They look very interesting. Especially how they can series up to 72V. The prices make me a little concerned on quality. I would ask where or how they work at -13F for sure. I don't use ANY lithium that doesn't have a built in heater. Charge at Cold ( -20C) even slowly will destroy them after the next cycle.
Cold temperature charging fatigues all battery cells, this is not an issue inherent to "Lithium" cells. However, each battery chemistry is more or less effected than others; NMC cells for example are quickly and severely damaged, these are the batteries that run most EV drive-trains, cheap and very high energy density. LFP and AGM are both much more stable and fatigue much less by deep cold charging. The big questions to ask in setting up a system though: How cold? How many Amps is the charging going to be in that cold? How cold is it during charging? (when talking renewables/solar this is important consideration)
How cold?
It is easy to assume the outside temperature is the same as the battery temperature and base things on that, however that is truly worst case scenario. In Tesla vehicles, for example, the 12V battery is located up front, under the frunk liner near the front-wheel electric motor and top of the main traction battery pack (Model S and X); this location actually never gets as cold as the outside temperatures (unless vehicle is totally discharged and left in extreme cold) because the main traction pack is being heated all the time to protect the cells (NMC style, WAY more sensitive to cold), some of this heat is radiated into the surrounding space.
Another example is the Sprinter-chassis campers, the Aux/House battery is located in the engine bay, during driving (when they charge) the engine is running and warming that bay up quite a bit.
In a boat, the battery room may be located near a generator room or engine room, these generate heat, the battery room itself may also be insulated from the outside temperatures and low enough in the boats hull to be warmed by the sea-water it is floating in.
My point is: unless you are planning to install the battery in an open-environment analyze the temperature extremes based on its installation location conditions and not the climate conditions (to a point).

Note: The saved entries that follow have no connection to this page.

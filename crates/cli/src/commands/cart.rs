//! Cart editing commands.
//!
//! # Usage
//!
//! ```bash
//! qb-cli show
//! qb-cli add -n Mango -p 20 -q 2 --image mango.png
//! qb-cli remove -n Mango
//! qb-cli clear
//! ```
//!
//! Lines are keyed by trimmed name, the same way the storefront merges
//! repeated adds of one product.

use quickbasket_cart_storage::{CartStore, StorageBackend};
use quickbasket_core::{CartItem, Quantity, UnitPrice, cart_subtotal};

use super::CommandError;

/// Arguments for [`add`].
#[derive(Debug, Clone)]
pub struct AddItem {
    pub name: String,
    pub price: String,
    pub quantity: u64,
    pub image: Option<String>,
    pub id: Option<String>,
}

impl AddItem {
    fn to_item(&self) -> Result<CartItem, CommandError> {
        let price = UnitPrice::parse(&self.price)?;
        let quantity = Quantity::new(self.quantity)?;

        let mut item = CartItem::new(&self.name, price, quantity)?;
        if let Some(image) = &self.image {
            item = item.with_image(image.as_str());
        }
        if let Some(id) = &self.id {
            item = item.with_id(id.as_str());
        }
        Ok(item)
    }
}

/// Print the stored cart and its subtotal.
pub fn show<B: StorageBackend>(store: &CartStore<B>) -> Result<(), CommandError> {
    let items = store.load_cart();
    let rendered = serde_json::to_string_pretty(&items)?;

    #[allow(clippy::print_stdout)]
    {
        println!("{rendered}");
        println!("subtotal: {:.2}", cart_subtotal(&items));
    }
    Ok(())
}

/// Add an item, merging with an existing line of the same name.
pub fn add<B: StorageBackend>(store: &CartStore<B>, args: &AddItem) -> Result<(), CommandError> {
    let item = args.to_item()?;
    let name = item.name().to_owned();

    let items = merge_item(store.load_cart(), item);
    if !store.save_cart(&items) {
        return Err(CommandError::SaveFailed);
    }

    tracing::info!(name = %name, lines = items.len(), "Item added");
    Ok(())
}

/// Remove the line named `name`.
pub fn remove<B: StorageBackend>(store: &CartStore<B>, name: &str) -> Result<(), CommandError> {
    let mut items = store.load_cart();
    let before = items.len();
    items.retain(|item| item.name() != name.trim());

    if items.len() == before {
        return Err(CommandError::NotFound(name.to_owned()));
    }
    if !store.save_cart(&items) {
        return Err(CommandError::SaveFailed);
    }

    tracing::info!(name, "Item removed");
    Ok(())
}

/// Delete the stored cart.
pub fn clear<B: StorageBackend>(store: &CartStore<B>) -> Result<(), CommandError> {
    if store.clear_cart() {
        Ok(())
    } else {
        Err(CommandError::ClearFailed)
    }
}

/// Merge `item` into `items` by name.
///
/// An existing line keeps its position and id, gains the new quantity, and
/// takes the new price. The image is replaced only when the new one is set.
fn merge_item(mut items: Vec<CartItem>, item: CartItem) -> Vec<CartItem> {
    let Some(existing) = items.iter_mut().find(|line| line.name() == item.name()) else {
        items.push(item);
        return items;
    };

    let mut merged = existing
        .clone()
        .with_quantity(existing.quantity().saturating_add(item.quantity()))
        .with_price(item.price());
    if !item.image().is_empty() {
        merged = merged.with_image(item.image());
    }
    *existing = merged;
    items
}
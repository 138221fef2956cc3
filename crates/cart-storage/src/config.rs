//! Cart storage configuration loaded from environment variables.
//!
//! # Environment Variables
//!
//! ## Optional
//! - `QUICKBASKET_STORAGE_DIR` - Directory for file-backed storage (default: .quickbasket)
//! - `QUICKBASKET_QUOTA_BYTES` - Storage size limit in bytes (default: 5242880)
//! - `QUICKBASKET_DEBOUNCE_MS` - Delay for debounced saves in milliseconds (default: 250)

use std::path::PathBuf;
use std::time::Duration;

use thiserror::Error;

use crate::backend::BackendError;
use crate::file::FileBackend;
use crate::scheduler::DEFAULT_DEBOUNCE;

/// 5 MiB, the per-origin limit most browsers apply to local storage.
pub const DEFAULT_QUOTA_BYTES: u64 = 5 * 1024 * 1024;

const DEFAULT_STORAGE_DIR: &str = ".quickbasket";

/// Configuration errors that can occur during loading.
#[derive(Debug, Error, PartialEq, Eq)]
pub enum ConfigError {
    #[error("Invalid environment variable {0}: {1}")]
    InvalidEnvVar(String, String),
}

/// Cart storage configuration.
#[derive(Debug, Clone, PartialEq, Eq)]
pub struct CartStoreConfig {
    /// Directory holding file-backed entries
    pub storage_dir: PathBuf,
    /// Maximum total size of stored entries
    pub quota_bytes: u64,
    /// Default delay for debounced saves
    pub debounce: Duration,
}

impl Default for CartStoreConfig {
    fn default() -> Self {
        Self {
            storage_dir: PathBuf::from(DEFAULT_STORAGE_DIR),
            quota_bytes: DEFAULT_QUOTA_BYTES,
            debounce: DEFAULT_DEBOUNCE,
        }
    }
}

impl CartStoreConfig {
    /// Load configuration from environment variables.
    ///
    /// Calls `dotenvy::dotenv()` to load from `.env` file if present.
    ///
    /// # Errors
    ///
    /// Returns `ConfigError` if a variable is set but cannot be parsed.
    pub fn from_env() -> Result<Self, ConfigError> {
        // Load .env file if present (ignore errors if not found)
        let _ = dotenvy::dotenv();
        Self::from_lookup(|key| std::env::var(key).ok())
    }

    /// Build configuration from an arbitrary variable source.
    ///
    /// # Errors
    ///
    /// Returns `ConfigError::InvalidEnvVar` for unparsable values.
    pub fn from_lookup(lookup: impl Fn(&str) -> Option<String>) -> Result<Self, ConfigError> {
        let defaults = Self::default();

        let storage_dir = lookup("QUICKBASKET_STORAGE_DIR")
            .filter(|dir| !dir.trim().is_empty())
            .map_or(defaults.storage_dir, PathBuf::from);
        let quota_bytes = parse_var(&lookup, "QUICKBASKET_QUOTA_BYTES")?
            .unwrap_or(defaults.quota_bytes);
        let debounce = parse_var(&lookup, "QUICKBASKET_DEBOUNCE_MS")?
            .map_or(defaults.debounce, Duration::from_millis);

        Ok(Self {
            storage_dir,
            quota_bytes,
            debounce,
        })
    }

    /// Open a [`FileBackend`] at the configured directory with the configured quota.
    ///
    /// # Errors
    ///
    /// Returns [`BackendError::Unavailable`] if the directory cannot be created.
    pub fn open_file_backend(&self) -> Result<FileBackend, BackendError> {
        Ok(FileBackend::open(&self.storage_dir)?.with_quota(self.quota_bytes))
    }
}

// =============================================================================
// Helper Functions
// =============================================================================

/// Parse an optional numeric variable.
fn parse_var(
    lookup: &impl Fn(&str) -> Option<String>,
    key: &str,
) -> Result<Option<u64>, ConfigError> {
    lookup(key)
        .map(|value| {
            value
                .trim()
                .parse::<u64>()
                .map_err(|e| ConfigError::InvalidEnvVar(key.to_string(), e.to_string()))
        })
        .transpose()
}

Ohmmu does "deep cold" testing at -30C (-22 F) to -20C (-4 F). These tests are done in-house, the batteries (or cells alone) are put into a Thermotron unit which brings the unit to temperature and holds it there for weeks while the battery is cycled, it is charged and discharged in sequence back and forth. After several weeks in the cold cycling the battery is brought back to 25C (room-temp) and then cycled to assess capacity degradation caused by the deep-cold cycling. While losses DO occur (the total capacity will decrease) it is in line with or better than (less loss) an AGM battery in the same test conditions. Like I said, all batteries lose capacity in these situations, the questions are "how much?" and then assess how much is acceptable to the application and conditions.
How many Amps?
The thing that fatigues batteries the most in the deep cold is charging, discharging is really not an issue, it is effected (cranking Amps drops) but the act of discharging during cold temperatures doesn't fatigue the battery in and of itself, that is from charging. Charging, throughout a batteries life, is one of the most important things we can do to retain battery health. Charging is what fatigues (damages) a battery and reduces its capacity. How fast do you charge, What voltage do you charge up to and what conditions are you charging in; these are all critical. Charging at high-speeds fatigues a battery, just like charging at deep-cold, charging at high-speeds in the deep-cold of course is a double-whammy and really destroys a battery FAST (why a Tesla Supercharging station will first heat the battery if needed before pushing big amperage). In the deep-cold, of course, one would want to charge at low rates to further protect from battery fatigue. "low rates" of course is subjective and completely relative to the battery capacity, a very large battery capacity can handle a lot more charging current. My recommendation is that if charging is to occur below 32F then the current should be less than 20% (30A for a 150Ah) of the capacity and as the temperature of the battery drops that current limit also drops. at 20F I'd recommend keeping it below 10% (15A for 150Ah) of the capacity, below 0F I'd stay below 5% (7.5A of 150Ah) of capacity, below -10F 1% (1.5A of 150Ah) should be the limit.
How cold during charging?
So, with solar energy charging one must consider when that charging will happen. Is this current coming to the batteries at "over-night low" temperatures or when the sun is out and shining and warming everything up? Obviously, it is the latter and this is in our favor because it means the battery cells will be operating at a warmer temperature during this type of charging, which is always a good thing!
OK, I spilled a lot of info here, hope it is helpful to someone out there!